**Exercise aim**
Line count for the string "PathBuf": state how many lines in the records below hold it, giving only the number.

[Records excerpted from a collection]
use anyhow::{Context, Result};
use tracing::info;
use tracing_subscriber::FmtSubscriber;

use covid_ql::{api, config::Config, QueryEngine};

#[tokio::main]
async fn main() -> Result<()> {
    let config = Config::load()?;

    // Initialize logging
    FmtSubscriber::builder()
        .with_max_level(config.log_level()?)
        .compact()
        .init();

    info!("Starting covid-ql...");

    // Load the case table once; the engine shares it read-only from here on
    let source = config.table_source();
    let table = source
        .load()
        .await
        .with_context(|| format!("Failed to load case table from {}", source.describe()))?;
    info!(
        rows = table.num_rows(),
        first = ?table.first_date().map(|d| d.column_name()),
        last = ?table.last_date().map(|d| d.column_name()),
        "Case table loaded"
    );

    let engine = QueryEngine::new(table);

    api::serve(engine, config.bind).await?;

    Ok(())
}
use arrow::{
    array::{AsArray, Int64Array, StringArray},
    compute::concat_batches,
    csv::ReaderBuilder,
    datatypes::{DataType, Field, Int64Type, Schema},
    record_batch::RecordBatch,
};
use async_trait::async_trait;
use std::collections::BTreeMap;
use std::io::Cursor;
use std::path::PathBuf;
use std::sync::Arc;
use tracing::{debug, info, warn};

use crate::error::{QueryError, Result};
use crate::parser::{parse_date_header, DateKey};

pub const PROVINCE_COLUMN: &str = "Province/State";
pub const COUNTRY_COLUMN: &str = "Country/Region";
pub const LAT_COLUMN: &str = "Lat";
pub const LONG_COLUMN: &str = "Long";

/// Confirmed cases time series published by CSSE at Johns Hopkins University.
pub const DEFAULT_SOURCE_URL: &str = "https://raw.githubusercontent.com/CSSEGISandData/COVID-19/master/archived_data/archived_time_series/time_series_19-covid-Confirmed_archived_0325.csv";

/// Immutable table of cumulative confirmed cases backed by one Arrow batch.
///
/// One row per region (or sub-region), the fixed identifying columns, and one
/// `Int64` column per published date. Date columns are indexed by calendar
/// date so a lookup for an unpublished date fails instead of panicking.
#[derive(Debug, Clone)]
pub struct CaseTable {
    batch: RecordBatch,
    countries: StringArray,
    cases: BTreeMap<DateKey, Int64Array>,
}

impl CaseTable {
    pub fn from_batch(batch: RecordBatch) -> Result<Self> {
        let schema = batch.schema();

        let country_idx = schema.index_of(COUNTRY_COLUMN).map_err(|_| {
            QueryError::MalformedSource(format!("missing '{}' column", COUNTRY_COLUMN))
        })?;
        let countries = batch
            .column(country_idx)
            .as_string_opt::<i32>()
            .ok_or_else(|| {
                QueryError::MalformedSource(format!("'{}' is not a string column", COUNTRY_COLUMN))
            })?
            .clone();

        let mut cases = BTreeMap::new();
        for (idx, field) in schema.fields().iter().enumerate() {
            let Some(date) = parse_date_header(field.name()) else {
                continue;
            };
            let column = batch
                .column(idx)
                .as_primitive_opt::<Int64Type>()
                .ok_or_else(|| {
                    QueryError::MalformedSource(format!(
                        "date column '{}' has type {}",
                        field.name(),
                        field.data_type()
                    ))
                })?;
            if cases.insert(date, column.clone()).is_some() {
                return Err(QueryError::MalformedSource(format!(
                    "more than one column for date {}",
                    date
                )));
            }
        }

        if cases.is_empty() {
            return Err(QueryError::MalformedSource("no date columns".to_string()));
        }

        Ok(Self {
            batch,
            countries,
            cases,
        })
    }

    /// Parses the comma-separated source: a header row followed by one row per
    /// region. Column types come from the header names, not from inference.
    ///
    /// Rows whose field count differs from the header are skipped with a
    /// warning; the remaining rows still load.
    pub fn from_csv(data: &[u8]) -> Result<Self> {
        let mut records = csv::ReaderBuilder::new().flexible(true).from_reader(data);
        let header = records.headers()?.clone();
        if header.is_empty() {
            return Err(QueryError::MalformedSource("empty header row".to_string()));
        }

        let schema = Arc::new(Schema::new(
            header.iter().map(column_field).collect::<Vec<_>>(),
        ));

        let mut kept = csv::Writer::from_writer(Vec::with_capacity(data.len()));
        kept.write_record(&header)?;
        for record in records.byte_records() {
            let record = record?;
            if record.len() != header.len() {
                warn!(
                    line = record.position().map(|p| p.line()),
                    fields = record.len(),
                    expected = header.len(),
                    "Skipping row with wrong number of fields"
                );
                continue;
            }
            kept.write_byte_record(&record)?;
        }
        let kept = kept
            .into_inner()
            .map_err(|e| QueryError::MalformedSource(e.to_string()))?;

        let reader = ReaderBuilder::new(schema.clone())
            .with_header(true)
            .build(Cursor::new(kept))?;
        let batches = reader.collect::<std::result::Result<Vec<_>, _>>()?;
        let batch = concat_batches(&schema, &batches)?;
        debug!(
            rows = batch.num_rows(),
            columns = batch.num_columns(),
            "Parsed case table"
        );

        Self::from_batch(batch)
    }

    pub fn batch(&self) -> &RecordBatch {
        &self.batch
    }

    pub fn num_rows(&self) -> usize {
        self.batch.num_rows()
    }

    pub fn countries(&self) -> &StringArray {
        &self.countries
    }

    /// The case counts of every row on `date`.
    pub fn cases_at(&self, date: DateKey) -> Result<&Int64Array> {
        self.cases
            .get(&date)
            .ok_or_else(|| QueryError::UnknownDate(date.column_name()))
    }

    /// Published dates in calendar order.
    pub fn dates(&self) -> impl Iterator<Item = DateKey> + '_ {
        self.cases.keys().copied()
    }

    pub fn first_date(&self) -> Option<DateKey> {
        self.cases.keys().next().copied()
    }

    pub fn last_date(&self) -> Option<DateKey> {
        self.cases.keys().next_back().copied()
    }
}

fn column_field(name: &str) -> Field {
    match name {
        COUNTRY_COLUMN => Field::new(name, DataType::Utf8, false),
        LAT_COLUMN | LONG_COLUMN => Field::new(name, DataType::Float64, true),
        _ if parse_date_header(name).is_some() => Field::new(name, DataType::Int64, true),
        _ => Field::new(name, DataType::Utf8, true),
    }
}

/// Produces the case table once at startup.
#[async_trait]
pub trait TableSource: Send + Sync {
    async fn load(&self) -> Result<CaseTable>;

    /// Where the table comes from, for logs.
    fn describe(&self) -> String;
}

/// Fetches the CSV over HTTP. No retries: a failed fetch is reported as is.
pub struct HttpSource {
    client: reqwest::Client,
    url: String,
}

impl HttpSource {
    pub fn new(url: impl Into<String>) -> Self {
        Self {
            client: reqwest::Client::new(),
            url: url.into(),
        }
    }
}

#[async_trait]
impl TableSource for HttpSource {
    async fn load(&self) -> Result<CaseTable> {
        info!("Fetching case table from {}", self.url);

        let response = self
            .client
            .get(&self.url)
            .send()
            .await
            .and_then(|response| response.error_for_status())
            .map_err(|e| QueryError::SourceUnavailable(e.to_string()))?;
        let body = response
            .bytes()
            .await
            .map_err(|e| QueryError::SourceUnavailable(e.to_string()))?;

        CaseTable::from_csv(&body)
    }

    fn describe(&self) -> String {
        self.url.clone()
    }
}

/// Reads the CSV from a local file.
pub struct FileSource {
    path: PathBuf,
}

impl FileSource {
    pub fn new(path: impl Into<PathBuf>) -> Self {
        Self { path: path.into() }
    }
}

#[async_trait]
impl TableSource for FileSource {
    async fn load(&self) -> Result<CaseTable> {
        info!("Reading case table from {}", self.path.display());

        let data = tokio::fs::read(&self.path).await.map_err(|e| {
            QueryError::SourceUnavailable(format!("{}: {}", self.path.display(), e))
        })?;

        CaseTable::from_csv(&data)
    }

    fn describe(&self) -> String {
        self.path.display().to_string()
    }
}

/// Picks the source for a location: `http(s)://` URLs are fetched, anything
/// else is read as a file path.
pub fn source_for(location: &str) -> Box<dyn TableSource> {
    if location.starts_with("http://") || location.starts_with("https://") {
        Box::new(HttpSource::new(location))
    } else {
        Box::new(FileSource::new(location))
    }
}
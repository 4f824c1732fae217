use anyhow::{Context, Result};
use serde::Deserialize;
use std::net::SocketAddr;
use std::path::Path;
use std::str::FromStr;
use tracing::Level;

use crate::storage::{source_for, TableSource, DEFAULT_SOURCE_URL};

pub const CONFIG_ENV: &str = "COVID_QL_CONFIG";
pub const SOURCE_ENV: &str = "COVID_QL_SOURCE";
pub const BIND_ENV: &str = "COVID_QL_BIND";
pub const LOG_ENV: &str = "COVID_QL_LOG";

#[derive(Debug, Clone, PartialEq, Deserialize)]
#[serde(default)]
pub struct Config {
    /// URL or file path of the confirmed cases CSV.
    pub source: String,
    pub bind: SocketAddr,
    pub log_level: String,
}

impl Default for Config {
    fn default() -> Self {
        Self {
            source: DEFAULT_SOURCE_URL.to_string(),
            bind: SocketAddr::from(([127, 0, 0, 1], 8080)),
            log_level: "info".to_string(),
        }
    }
}

impl Config {
    pub fn from_file(path: impl AsRef<Path>) -> Result<Self> {
        let path = path.as_ref();
        let content = std::fs::read_to_string(path)
            .with_context(|| format!("Failed to read config file {}", path.display()))?;
        serde_json::from_str(&content)
            .with_context(|| format!("Failed to parse config file {}", path.display()))
    }

    /// Defaults, then the JSON file named by `COVID_QL_CONFIG`, then the
    /// individual environment overrides.
    pub fn load() -> Result<Self> {
        let mut config = match std::env::var(CONFIG_ENV) {
            Ok(path) => Self::from_file(path)?,
            Err(_) => Self::default(),
        };
        config.apply_overrides(|name| std::env::var(name).ok())?;
        Ok(config)
    }

    fn apply_overrides(&mut self, lookup: impl Fn(&str) -> Option<String>) -> Result<()> {
        if let Some(source) = lookup(SOURCE_ENV) {
            self.source = source;
        }
        if let Some(bind) = lookup(BIND_ENV) {
            self.bind = bind
                .parse()
                .with_context(|| format!("Invalid {} '{}'", BIND_ENV, bind))?;
        }
        if let Some(level) = lookup(LOG_ENV) {
            self.log_level = level;
        }
        Ok(())
    }

    pub fn log_level(&self) -> Result<Level> {
        Level::from_str(&self.log_level)
            .map_err(|_| anyhow::anyhow!("Invalid log level '{}'", self.log_level))
    }

    pub fn table_source(&self) -> Box<dyn TableSource> {
        source_for(&self.source)
    }
}

#[cfg(test)]
mod tests {
    use super::*;
    use std::collections::HashMap;
    use std::io::Write;
    use tempfile::NamedTempFile;

    #[test]
    fn test_defaults() {
        let config = Config::default();
        assert_eq!(config.source, DEFAULT_SOURCE_URL);
        assert_eq!(config.bind.port(), 8080);
        assert_eq!(config.log_level().unwrap(), Level::INFO);
    }

    #[test]
    fn test_from_file_fills_missing_fields() {
        let mut file = NamedTempFile::new().unwrap();
        write!(file, r#"{{ "source": "data/confirmed.csv" }}"#).unwrap();

        let config = Config::from_file(file.path()).unwrap();
        assert_eq!(config.source, "data/confirmed.csv");
        assert_eq!(config.bind, Config::default().bind);
    }

    #[test]
    fn test_from_file_invalid_json() {
        let mut file = NamedTempFile::new().unwrap();
        write!(file, "source = data.csv").unwrap();

        let err = Config::from_file(file.path()).unwrap_err();
        assert!(err.to_string().starts_with("Failed to parse config file"));
    }

    #[test]
    fn test_overrides() {
        let env: HashMap<&str, &str> = HashMap::from([
            (SOURCE_ENV, "/tmp/confirmed.csv"),
            (BIND_ENV, "0.0.0.0:9000"),
            (LOG_ENV, "debug"),
        ]);

        let mut config = Config::default();
        config
            .apply_overrides(|name| env.get(name).map(|v| v.to_string()))
            .unwrap();

        assert_eq!(config.source, "/tmp/confirmed.csv");
        assert_eq!(config.bind.port(), 9000);
        assert_eq!(config.log_level().unwrap(), Level::DEBUG);
        assert_eq!(config.table_source().describe(), "/tmp/confirmed.csv");
    }

    #[test]
    fn test_invalid_overrides() {
        let mut config = Config::default();
        assert!(config
            .apply_overrides(|name| (name == BIND_ENV).then(|| "not-an-addr".to_string()))
            .is_err());

        config.log_level = "loud".to_string();
        assert!(config.log_level().is_err());
    }
}
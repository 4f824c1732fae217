pub mod api;
pub mod config;
pub mod engine;
pub mod error;
pub mod parser;
pub mod storage;

// Re-export commonly used items
pub use engine::{QueryEngine, QueryOutput};
pub use error::QueryError;
pub use parser::{parse_query, DateKey, Query};
pub use storage::{CaseTable, TableSource};
use pretty_assertions::assert_eq;
use proptest::prelude::*;
use proptest::sample::Index;
use sable_syntax::{
    debug_dump, lex, parse, parse_expression, parse_member, parse_statement, reparse, ParseResult,
    SyntaxKind, SyntaxNode, TextEdit, TextRange,
};

const MAX_INPUT_BYTES: usize = 8 * 1024;
const MAX_FRAGMENTS: usize = 512;

const PROGRAM: &str = r#"using System;
using System.Linq;

namespace Shapes
{
    public record Point(int X, int Y);

    public class Canvas
    {
        private readonly List<Point> points = new();

        public int Count => points.Count;

        public void Add(int x, int y)
        {
            if (x < 0 || y < 0) { return; }
            points.Add(new Point(x, y));
        }

        public async Task<int> SumAsync(int limit)
        {
            var total = 0;
            foreach (var point in points)
            {
                total += point.X * limit;
            }
            await Task.Yield();
            return total;
        }

        public IEnumerable<int> Xs() => from p in points where p.X > 1 select p.X;
    }
}
"#;

fn whitespace_fragment() -> impl Strategy<Value = String> {
    const WHITESPACE: &[&str] = &[" ", "  ", "\t", "\n", "\r\n", " \n"];
    proptest::sample::select(WHITESPACE).prop_map(ToString::to_string)
}

fn keyword_fragment() -> impl Strategy<Value = String> {
    const KEYWORDS: &[&str] = &[
        "class", "struct", "record", "namespace", "using", "void", "int", "string", "var",
        "public", "static", "async", "await", "if", "else", "for", "foreach", "in", "while",
        "switch", "case", "default", "break", "return", "new", "try", "catch", "finally",
        "throw", "this", "base", "null", "true", "from", "where", "select", "is", "not", "when",
    ];
    proptest::sample::select(KEYWORDS).prop_map(ToString::to_string)
}

fn identifier_fragment() -> impl Strategy<Value = String> {
    proptest::string::string_regex(r"[A-Za-z_][A-Za-z0-9_]{0,12}").unwrap()
}

fn number_fragment() -> impl Strategy<Value = String> {
    proptest::string::string_regex(r"[0-9]{1,6}").unwrap()
}

fn punctuation_fragment() -> impl Strategy<Value = String> {
    const PUNCTUATION: &[&str] = &[
        "{", "}", "(", ")", "[", "]", ";", ",", ".", ":", "?", "!", "~", "+", "-", "*", "/",
        "%", "=", "<", ">", "&", "|", "^", "==", "!=", "<=", ">=", "&&", "||", "<<", "=>",
        "??", "??=", "?.", "..", "::", "++", "--",
    ];
    proptest::sample::select(PUNCTUATION).prop_map(ToString::to_string)
}

fn literal_body() -> BoxedStrategy<String> {
    proptest::string::string_regex(r"[ a-z0-9]{0,8}")
        .unwrap()
        .boxed()
}

fn literal_fragment() -> impl Strategy<Value = String> {
    prop_oneof![
        4 => literal_body().prop_map(|b| format!("\"{b}\"")),
        1 => literal_body().prop_map(|b| format!("\"{b}")),
        1 => literal_body().prop_map(|b| format!("/* {b} */")),
        1 => literal_body().prop_map(|b| format!("// {b}\n")),
    ]
}

fn sableish_fragment() -> impl Strategy<Value = String> {
    prop_oneof![
        6 => whitespace_fragment(),
        6 => punctuation_fragment(),
        4 => identifier_fragment(),
        4 => keyword_fragment(),
        2 => number_fragment(),
        2 => literal_fragment(),
    ]
}

fn sableish_source() -> impl Strategy<Value = String> {
    proptest::collection::vec(sableish_fragment(), 0..MAX_FRAGMENTS).prop_map(|fragments| {
        let mut out = String::new();
        for fragment in fragments {
            if out.len() + fragment.len() > MAX_INPUT_BYTES {
                break;
            }
            out.push_str(&fragment);
        }
        out
    })
}

fn check_result(text: &str, result: &ParseResult) -> Result<(), TestCaseError> {
    let root = result.syntax();
    prop_assert_eq!(root.text().to_string(), text);
    check_widths(&root)?;
    for error in &result.errors {
        prop_assert!(error.range.start <= error.range.end);
        prop_assert!(error.range.end as usize <= text.len());
    }
    Ok(())
}

/// Every node is exactly as wide as its children put together.
fn check_widths(root: &SyntaxNode) -> Result<(), TestCaseError> {
    for node in root.descendants() {
        let width = u32::from(node.text_range().len());
        let children: u32 = node
            .children_with_tokens()
            .map(|child| u32::from(child.text_range().len()))
            .sum();
        prop_assert_eq!(width, children, "width mismatch in {:?}", node.kind());
    }
    Ok(())
}

/// Byte ranges of every `Identifier` token in `PROGRAM`.
fn program_identifiers() -> Vec<TextRange> {
    lex(PROGRAM)
        .into_iter()
        .filter(|token| token.kind == SyntaxKind::Identifier)
        .map(|token| token.range)
        .collect()
}

fn program_token_starts() -> Vec<u32> {
    lex(PROGRAM)
        .into_iter()
        .filter(|token| !token.kind.is_trivia())
        .map(|token| token.range.start)
        .collect()
}

fn assert_same_parse(incremental: &ParseResult, full: &ParseResult) {
    assert_eq!(
        debug_dump(&incremental.syntax()),
        debug_dump(&full.syntax())
    );
    assert_eq!(incremental.errors, full.errors);
}

proptest! {
    #![proptest_config(ProptestConfig {
        cases: 128,
        failure_persistence: None,
        .. ProptestConfig::default()
    })]

    #[test]
    fn every_entry_point_is_total_and_lossless(input in sableish_source()) {
        check_result(&input, &parse(&input))?;
        check_result(&input, &parse_statement(&input))?;
        check_result(&input, &parse_member(&input))?;
        check_result(&input, &parse_expression(&input))?;
    }

    #[test]
    fn arbitrary_text_is_total_and_lossless(input in any::<String>()) {
        check_result(&input, &parse(&input))?;
        check_result(&input, &parse_statement(&input))?;
        check_result(&input, &parse_member(&input))?;
        check_result(&input, &parse_expression(&input))?;
    }

    #[test]
    fn renaming_an_identifier_matches_a_full_parse(
        which in any::<Index>(),
        name in "v_[a-z0-9]{0,8}",
    ) {
        let old = parse(PROGRAM);
        prop_assert!(old.errors.is_empty());

        let identifiers = program_identifiers();
        let range = identifiers[which.index(identifiers.len())];
        let edit = TextEdit::new(range, name);
        let new_text = edit.apply(PROGRAM).unwrap();

        let incremental = reparse(&old, PROGRAM, &edit, &new_text);
        assert_same_parse(&incremental, &parse(&new_text));
    }

    #[test]
    fn inserting_trivia_between_tokens_matches_a_full_parse(
        which in any::<Index>(),
        trivia in prop_oneof![Just(" "), Just("\n"), Just("/* c */ ")],
    ) {
        let old = parse(PROGRAM);
        let starts = program_token_starts();
        let offset = starts[which.index(starts.len())];
        let edit = TextEdit::insert(offset, trivia);
        let new_text = edit.apply(PROGRAM).unwrap();

        let incremental = reparse(&old, PROGRAM, &edit, &new_text);
        assert_same_parse(&incremental, &parse(&new_text));
    }

    #[test]
    fn arbitrary_edits_keep_reparse_lossless(
        input in sableish_source(),
        start in any::<Index>(),
        len in 0usize..16,
        replacement in sableish_fragment(),
    ) {
        let old = parse(&input);
        let start = if input.is_empty() { 0 } else { start.index(input.len() + 1) };
        let end = (start + len).min(input.len());
        // Generated sources are ASCII, so any byte offset is a char boundary.
        let edit = TextEdit::new(TextRange::new(start, end), replacement);
        let new_text = edit.apply(&input).unwrap();

        let incremental = reparse(&old, &input, &edit, &new_text);
        check_result(&new_text, &incremental)?;
    }
}

#[test]
fn program_fixture_is_error_free() {
    let result = parse(PROGRAM);
    assert_eq!(result.errors, Vec::new());
}
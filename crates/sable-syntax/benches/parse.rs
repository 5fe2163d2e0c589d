use std::time::Duration;

use criterion::{black_box, criterion_group, criterion_main, BenchmarkId, Criterion};
use sable_syntax::TextEdit;

const SMALL: &str = include_str!("../testdata/parser/declarations.sb");
const MEDIUM: &str = include_str!("../testdata/parser/expressions.sb");

fn large_source() -> String {
    let mut out = String::from("namespace Bench;\n\npublic class Large\n{\n");
    for i in 0..1000u32 {
        out.push_str(&format!(
            "    public int Method{0}(int x) {{ var y = x + {0}; return Helper<int>(y) * 2; }}\n",
            i
        ));
    }
    out.push_str("}\n");
    out
}

fn bench_parse(c: &mut Criterion) {
    let large = large_source();

    let mut group = c.benchmark_group("syntax_parse");
    group.measurement_time(Duration::from_secs(2));
    group.warm_up_time(Duration::from_secs(1));
    group.sample_size(20);

    for (id, src) in [("small", SMALL), ("medium", MEDIUM), ("large", large.as_str())] {
        group.bench_with_input(BenchmarkId::from_parameter(id), src, |b, src| {
            b.iter(|| black_box(sable_syntax::parse(black_box(src))))
        });
    }

    group.finish();
}

fn bench_reparse(c: &mut Criterion) {
    let large = large_source();

    let mut group = c.benchmark_group("syntax_reparse");
    group.measurement_time(Duration::from_secs(2));
    group.warm_up_time(Duration::from_secs(1));
    group.sample_size(20);

    const INSERT: &str = "x = 1; ";

    for (id, src) in [("medium", MEDIUM), ("large", large.as_str())] {
        // Inside the last method body, so the reparse stays local.
        let insert_at = src
            .rfind("var ")
            .expect("fixture must contain a local declaration");
        let edit = TextEdit::insert(insert_at as u32, INSERT);
        let edited = edit.apply(src).expect("insertion on a char boundary");
        let old_parse = sable_syntax::parse(black_box(src));

        group.bench_with_input(BenchmarkId::new("full", id), &edited, |b, edited| {
            b.iter(|| black_box(sable_syntax::parse(black_box(edited.as_str()))))
        });

        group.bench_with_input(BenchmarkId::new("incremental", id), &edited, |b, edited| {
            b.iter(|| {
                black_box(sable_syntax::reparse(
                    black_box(&old_parse),
                    black_box(src),
                    black_box(&edit),
                    black_box(edited.as_str()),
                ))
            })
        });
    }

    group.finish();
}

criterion_group!(benches, bench_parse, bench_reparse);
criterion_main!(benches);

**Task output**
3